JSON extractor not working

Hello Everyone

I have spent hours and hours reading every forum post and search article possible

What I am trying to do is run a json extractor on a message field

Regardless of what I do i keep getting “nothing will be extracted” despite having valid data

We are looking at rolling out graylog enterprise license for many customers and really need to get this json extractor working in order to do so

here is the data ( i changed some of it for privacy)

{“event_type”:“FirewallAggregated_Event”,“ipv4”:“192.168.0.13”,“hostname”:“server”,“source_uuid”:“6bad89ef-0a8f-4d13-9df8-d4b7d84b7dba”,“occured”:“05-Aug-2020 02:27:59”,“severity”:“Warning”,“event”:“Security vulnerability exploitation”,“source_address”:“1.2.2.1”,“source_address_type”:“IPv4”,“source_port”:34927,“target_address”:“192.168.0.13”,“target_address_type”:“IPv4”,“target_port”:7071,“protocol”:“TCP”,“account”:“NT AUTHORITY\NETWORK SERVICE”,“process_name”:“C:\Windows\System32\svchost.exe”,“inbound”:true,“threat_name”:“Incoming.Attack.Generic”,“aggregate_count”:1}

otherwise if it can be done with grok or regex any guidance on this would be great

Im trying to get this last bit working in order to get my boss to approve the license for several customer sites

I just need to pull out a few of the fields such as:

IPv4
hostname
account

I have tried doing this on my own but no matter what i read and even using grok pattern generators i cant get this to work.

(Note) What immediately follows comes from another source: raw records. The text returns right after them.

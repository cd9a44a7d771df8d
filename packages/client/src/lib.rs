//! Realtime chat room client.
//!
//! Keeps one WebSocket connection per (peer, token, room) credential set,
//! folds inbound frames into an ordered message log and a "peer is typing"
//! flag, and sends debounced typing notices while the user types.
//!
//! Layers:
//! - [`domain`]: credentials, message log, chat state
//! - [`infrastructure`]: wire DTOs and the WebSocket transport
//! - [`usecase`]: frame classification, connection lifecycle, typing debounce
//! - [`ui`]: session event loop, rendering, input parsing

pub mod config;
pub mod domain;
pub mod infrastructure;
pub mod ui;
pub mod usecase;

// Re-export entry points
pub use config::{ClientConfig, ServerEndpoint};
pub use infrastructure::transport::WebSocketConnector;
pub use ui::{SessionHandle, spawn_session};
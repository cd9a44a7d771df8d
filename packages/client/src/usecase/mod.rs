//! UseCase 層
//!
//! セッションのロジックを実装するレイヤー。
//! UI 層（イベントループ）から呼び出され、Domain 層と Infrastructure 層を操作します。

pub mod chat_session;
pub mod classify;
pub mod connection_manager;
pub mod error;
pub mod typing_debounce;

#[cfg(test)]
pub(crate) mod test_support;

pub use chat_session::{ChatSession, ChatView};
pub use classify::{InboundFrame, classify, reduce};
pub use connection_manager::{ConnectionHook, ConnectionManager, ConnectionState};
pub use error::SendError;
pub use typing_debounce::{TypingDebounce, sleep_until_deadline};
//! Domain layer error definitions.

use thiserror::Error;

/// Errors related to Value Objects validation
#[derive(Debug, Error, Clone, PartialEq, Eq)]
pub enum ValueObjectError {
    /// PeerId is not an integer
    #[error("PeerId must be an integer (got: {0:?})")]
    PeerIdInvalid(String),

    /// RoomId is not an integer
    #[error("RoomId must be an integer (got: {0:?})")]
    RoomIdInvalid(String),
}
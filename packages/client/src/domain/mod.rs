//! Domain layer for the chat client.
//!
//! This module contains the session's data model, independent of
//! wire DTOs and transport concerns.

pub mod entity;
pub mod error;
pub mod value_object;

pub use entity::{ChatState, Credentials, MessageLog};
pub use error::ValueObjectError;
pub use value_object::{AuthToken, PeerId, RoomId};
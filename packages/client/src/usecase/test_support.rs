//! Test doubles for the transport seam.

use std::sync::{Arc, Mutex};

use crate::infrastructure::transport::{MockConnector, MockLink};

/// Frames written through a recording link, in order
pub(crate) type Sent = Arc<Mutex<Vec<String>>>;

/// Link that records every frame and accepts any number of closes
pub(crate) fn recording_link(sent: Sent) -> MockLink {
    let mut link = MockLink::new();
    link.expect_send_text().returning(move |text| {
        sent.lock().unwrap().push(text);
        Ok(())
    });
    link.expect_close().return_const(());
    link
}

/// Connector that hands out `links` in order and records the URLs it opened
pub(crate) fn connector_with(links: Vec<MockLink>, urls: Arc<Mutex<Vec<String>>>) -> MockConnector {
    let count = links.len();
    let links = Mutex::new(links.into_iter());
    let mut connector = MockConnector::new();
    connector
        .expect_open()
        .times(count)
        .returning(move |_, url, _| {
            urls.lock().unwrap().push(url.to_string());
            Box::new(links.lock().unwrap().next().unwrap())
        });
    connector
}

/// Snapshot of the frames recorded so far
pub(crate) fn sent_frames(sent: &Sent) -> Vec<String> {
    sent.lock().unwrap().clone()
}
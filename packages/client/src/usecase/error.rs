//! UseCase 層のエラー定義

use thiserror::Error;

use crate::infrastructure::transport::TransportError;

/// 送信エラー
///
/// どれもその送信試行に対して終端的で、再送はしない。
#[derive(Debug, Error)]
pub enum SendError {
    /// 接続がない、または Open 状態でない
    #[error("socket is not open")]
    NotOpen,

    /// フレームのエンコードに失敗
    #[error("failed to encode frame: {0}")]
    Encode(#[from] serde_json::Error),

    /// 書き込みに失敗
    #[error(transparent)]
    Transport(#[from] TransportError),
}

How do you ingest messages? What type of input do you use? GELF, Syslog,Beat?
Please paste your message in ```message``` to see raw data.

Thank you for the reply
Messages are coming from syslog

Here is the raw data

{“event_type”:“FirewallAggregated_Event”,“ipv4”:“192.168.0.13”,“hostname”:“server”,“source_uuid”:“6bad89ef-0a8f-4d13-9df8-d4b7d84b7dba”,“occured”:“05-Aug-2020 02:27:59”,“severity”:“Warning”,“event”:“Security vulnerability exploitation”,“source_address”:“1.2.2.1”,“source_address_type”:“IPv4”,“source_port”:34927,“target_address”:“192.168.0.13”,“target_address_type”:“IPv4”,“target_port”:7071,“protocol”:“TCP”,“account”:“NT AUTHORITY\NETWORK SERVICE”,“process_name”:“C:\Windows\System32\svchost.exe”,“inbound”:true,“threat_name”:“Incoming.Attack.Generic”,“aggregate_count”:1}

Hi, your problem is with \ in fields account and process_name. It’s not valid json without escape backslash \\ in your message. Every backslash should be escaped 2 times to work in graylog, so json extractor can extract it.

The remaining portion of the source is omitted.